Material for this exercise START

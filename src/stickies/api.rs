//! # API Facade
//!
//! [`BoardApi`] is the single entry point for UI clients. It owns the in-memory
//! [`NoteBoard`] and the [`BoardConfig`], dispatches to the command layer, and normalizes
//! user input on the way in: positions arrive 1-based, the way the board is shown to
//! people, and leave as list indexes.
//!
//! The facade does no formatting and no terminal I/O. Every method returns a
//! [`CmdResult`] with the affected notes and leveled messages for the client to present.

use crate::board::NoteBoard;
use crate::commands::{self, helpers::position_to_index};
use crate::config::BoardConfig;
use crate::error::Result;
use crate::model::Note;
use std::path::{Path, PathBuf};

pub struct BoardApi {
    board: NoteBoard,
    config: BoardConfig,
    config_dir: Option<PathBuf>,
}

impl BoardApi {
    /// An empty board with the given configuration.
    pub fn new(config: BoardConfig, config_dir: Option<PathBuf>) -> Self {
        Self {
            board: NoteBoard::new(),
            config,
            config_dir,
        }
    }

    /// An empty board configured from `config_dir`, falling back to defaults.
    pub fn open(config_dir: PathBuf) -> Result<Self> {
        let config = BoardConfig::load(&config_dir)?;
        Ok(Self::new(config, Some(config_dir)))
    }

    pub fn add_note(&mut self, text: Option<String>) -> Result<CmdResult> {
        commands::add::run(&mut self.board, text)
    }

    pub fn update_text(&mut self, id: u32, text: String) -> Result<CmdResult> {
        commands::update::run(&mut self.board, id, text)
    }

    pub fn append_text(&mut self, id: u32, dropped: &str) -> Result<CmdResult> {
        commands::update::append(&mut self.board, id, dropped)
    }

    pub fn move_note(&mut self, from: usize, to: usize) -> Result<CmdResult> {
        let from = position_to_index(&self.board, from)?;
        let to = position_to_index(&self.board, to)?;
        commands::move_notes::run(&mut self.board, from, to)
    }

    pub fn drag_note(&mut self, from: usize, to: usize) -> Result<CmdResult> {
        let from = position_to_index(&self.board, from)?;
        let to = position_to_index(&self.board, to)?;
        commands::move_notes::drag(&mut self.board, from, to)
    }

    pub fn delete_notes(&mut self, ids: &[u32]) -> Result<CmdResult> {
        commands::delete::run(&mut self.board, ids)
    }

    pub fn list_notes(&self) -> Result<CmdResult> {
        commands::list::run(&self.board)
    }

    pub fn export_notes(&self, target: Option<&Path>) -> Result<CmdResult> {
        commands::export::run(&self.board, &self.config, target)
    }

    pub fn config(&mut self, action: ConfigAction) -> Result<CmdResult> {
        commands::config::run(self.config_dir.as_deref(), &mut self.config, action)
    }

    pub fn notes(&self) -> &[Note] {
        self.board.notes()
    }

    pub fn board(&self) -> &NoteBoard {
        &self.board
    }
}

pub use crate::commands::config::ConfigAction;
pub use commands::{CmdMessage, CmdResult, MessageLevel};

#[cfg(test)]
mod tests {
    use super::*;
    use crate::export::ExportFormat;

    fn api() -> BoardApi {
        BoardApi::new(BoardConfig::default(), None)
    }

    #[test]
    fn positions_are_converted_for_moves() {
        let mut api = api();
        for _ in 0..4 {
            api.add_note(None).unwrap();
        }
        api.move_note(1, 4).unwrap();
        let ids: Vec<u32> = api.notes().iter().map(|n| n.id).collect();
        assert_eq!(ids, vec![2, 3, 4, 1]);

        api.drag_note(4, 1).unwrap();
        let ids: Vec<u32> = api.notes().iter().map(|n| n.id).collect();
        assert_eq!(ids, vec![1, 2, 3, 4]);
    }

    #[test]
    fn position_zero_is_rejected() {
        let mut api = api();
        api.add_note(None).unwrap();
        assert!(api.move_note(0, 1).is_err());
        assert!(api.drag_note(1, 2).is_err());
    }

    #[test]
    fn text_edits_go_through() {
        let mut api = api();
        api.add_note(Some("a".into())).unwrap();
        api.update_text(1, "b".into()).unwrap();
        api.append_text(1, "c").unwrap();
        assert_eq!(api.board().get(1).unwrap().text, "bc");
    }

    #[test]
    fn open_reads_config_dir() {
        let dir = tempfile::tempdir().unwrap();
        let mut config = BoardConfig::default();
        config.export_format = ExportFormat::Json;
        config.save(dir.path()).unwrap();

        let mut api = BoardApi::open(dir.path().to_path_buf()).unwrap();
        let result = api.config(ConfigAction::ShowAll).unwrap();
        assert_eq!(result.config.unwrap().export_format, ExportFormat::Json);
    }

    #[test]
    fn delete_and_list() {
        let mut api = api();
        api.add_note(None).unwrap();
        api.add_note(None).unwrap();
        api.delete_notes(&[1]).unwrap();
        let listed = api.list_notes().unwrap().listed_notes;
        assert_eq!(listed.len(), 1);
        assert_eq!((listed[0].id, listed[0].row, listed[0].col), (2, 0, 0));
    }
}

Material for this exercise END

Your response should hold the lines from the first line of the entries above through the line with "use crate::config::BoardConfig;", each retyped exactly, and nothing else.

filename src/stickies/api.rs
//! # API Facade
//!
//! [`BoardApi`] is the single entry point for UI clients. It owns the in-memory
//! [`NoteBoard`] and the [`BoardConfig`], dispatches to the command layer, and normalizes
//! user input on the way in: positions arrive 1-based, the way the board is shown to
//! people, and leave as list indexes.
//!
//! The facade does no formatting and no terminal I/O. Every method returns a
//! [`CmdResult`] with the affected notes and leveled messages for the client to present.

use crate::board::NoteBoard;
use crate::commands::{self, helpers::position_to_index};
use crate::config::BoardConfig;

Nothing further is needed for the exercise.